<<<<
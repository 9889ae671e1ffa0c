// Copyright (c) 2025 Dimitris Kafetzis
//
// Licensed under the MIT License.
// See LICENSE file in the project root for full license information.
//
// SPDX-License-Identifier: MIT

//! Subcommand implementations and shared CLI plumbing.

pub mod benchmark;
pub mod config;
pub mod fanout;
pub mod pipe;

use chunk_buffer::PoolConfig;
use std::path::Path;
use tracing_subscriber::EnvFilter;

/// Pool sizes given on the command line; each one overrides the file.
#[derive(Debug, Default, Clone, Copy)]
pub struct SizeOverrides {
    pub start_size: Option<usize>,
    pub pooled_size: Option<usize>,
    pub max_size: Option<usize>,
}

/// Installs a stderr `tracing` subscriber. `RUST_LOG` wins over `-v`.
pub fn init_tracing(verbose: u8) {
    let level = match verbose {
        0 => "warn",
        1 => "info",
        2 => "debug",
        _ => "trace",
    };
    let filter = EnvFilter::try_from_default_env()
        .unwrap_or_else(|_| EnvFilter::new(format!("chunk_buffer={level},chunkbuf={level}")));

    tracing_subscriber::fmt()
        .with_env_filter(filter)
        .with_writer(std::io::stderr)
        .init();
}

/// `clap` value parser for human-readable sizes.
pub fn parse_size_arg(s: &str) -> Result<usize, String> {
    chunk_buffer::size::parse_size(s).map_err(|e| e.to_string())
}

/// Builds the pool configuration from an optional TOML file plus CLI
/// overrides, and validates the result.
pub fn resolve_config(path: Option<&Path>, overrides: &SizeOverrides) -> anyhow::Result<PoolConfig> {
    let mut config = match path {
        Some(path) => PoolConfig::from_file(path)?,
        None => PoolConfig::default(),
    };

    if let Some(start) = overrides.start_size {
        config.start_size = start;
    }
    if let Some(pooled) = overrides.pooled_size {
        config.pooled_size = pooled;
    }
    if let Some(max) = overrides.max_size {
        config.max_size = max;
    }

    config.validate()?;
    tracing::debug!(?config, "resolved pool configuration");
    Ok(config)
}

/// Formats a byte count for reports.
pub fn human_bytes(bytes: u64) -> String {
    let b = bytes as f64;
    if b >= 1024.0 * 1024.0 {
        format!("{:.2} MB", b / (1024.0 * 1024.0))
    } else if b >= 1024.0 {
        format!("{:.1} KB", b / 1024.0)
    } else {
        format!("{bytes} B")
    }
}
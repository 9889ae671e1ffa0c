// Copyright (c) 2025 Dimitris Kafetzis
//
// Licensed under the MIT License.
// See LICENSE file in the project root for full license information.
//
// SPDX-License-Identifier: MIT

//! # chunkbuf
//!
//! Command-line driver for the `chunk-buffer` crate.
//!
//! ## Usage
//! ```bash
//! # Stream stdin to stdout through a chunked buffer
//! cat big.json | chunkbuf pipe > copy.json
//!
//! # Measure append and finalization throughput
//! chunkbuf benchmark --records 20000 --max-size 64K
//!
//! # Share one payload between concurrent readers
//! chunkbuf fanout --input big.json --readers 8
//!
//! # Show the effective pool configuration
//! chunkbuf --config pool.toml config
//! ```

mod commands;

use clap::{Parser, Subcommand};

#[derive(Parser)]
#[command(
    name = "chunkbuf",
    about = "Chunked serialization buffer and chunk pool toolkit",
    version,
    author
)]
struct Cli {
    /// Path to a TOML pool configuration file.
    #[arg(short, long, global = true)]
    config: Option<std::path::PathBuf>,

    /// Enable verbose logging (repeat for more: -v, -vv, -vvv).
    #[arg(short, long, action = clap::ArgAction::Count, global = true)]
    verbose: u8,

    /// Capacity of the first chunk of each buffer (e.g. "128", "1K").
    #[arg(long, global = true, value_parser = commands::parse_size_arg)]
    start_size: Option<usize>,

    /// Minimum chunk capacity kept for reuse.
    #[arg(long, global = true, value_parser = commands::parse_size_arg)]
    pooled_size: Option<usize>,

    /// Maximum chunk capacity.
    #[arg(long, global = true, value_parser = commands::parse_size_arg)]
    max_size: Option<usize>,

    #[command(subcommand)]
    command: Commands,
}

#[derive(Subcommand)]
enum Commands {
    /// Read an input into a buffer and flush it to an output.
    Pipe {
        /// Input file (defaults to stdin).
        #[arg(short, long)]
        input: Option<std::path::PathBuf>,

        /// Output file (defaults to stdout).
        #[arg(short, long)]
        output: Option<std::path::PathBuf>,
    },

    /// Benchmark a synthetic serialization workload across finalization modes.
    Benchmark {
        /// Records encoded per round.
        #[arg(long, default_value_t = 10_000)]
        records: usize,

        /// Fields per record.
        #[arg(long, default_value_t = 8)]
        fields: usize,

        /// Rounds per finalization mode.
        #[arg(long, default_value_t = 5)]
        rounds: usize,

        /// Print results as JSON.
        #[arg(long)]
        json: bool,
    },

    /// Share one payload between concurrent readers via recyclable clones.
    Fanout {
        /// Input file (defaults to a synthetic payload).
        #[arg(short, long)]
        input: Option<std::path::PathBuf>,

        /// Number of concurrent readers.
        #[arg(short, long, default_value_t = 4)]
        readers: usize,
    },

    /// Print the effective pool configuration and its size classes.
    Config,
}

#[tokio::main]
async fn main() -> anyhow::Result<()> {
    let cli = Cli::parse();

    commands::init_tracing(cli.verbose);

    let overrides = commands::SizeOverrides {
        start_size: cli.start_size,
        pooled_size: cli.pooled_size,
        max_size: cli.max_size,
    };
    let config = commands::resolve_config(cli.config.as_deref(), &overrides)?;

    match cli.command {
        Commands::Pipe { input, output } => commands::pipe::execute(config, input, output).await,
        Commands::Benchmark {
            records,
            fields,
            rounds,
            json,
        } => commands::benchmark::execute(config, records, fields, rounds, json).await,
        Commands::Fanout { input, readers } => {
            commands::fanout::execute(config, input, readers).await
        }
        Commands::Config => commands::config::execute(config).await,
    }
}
>>>>
■ Problem statement ■
Reproduce every line from the listing above that holds the word "EnvFilter".

■ Result below ■
use tracing_subscriber::EnvFilter;
    let filter = EnvFilter::try_from_default_env()
        .unwrap_or_else(|_| EnvFilter::new(format!("chunk_buffer={level},chunkbuf={level}")));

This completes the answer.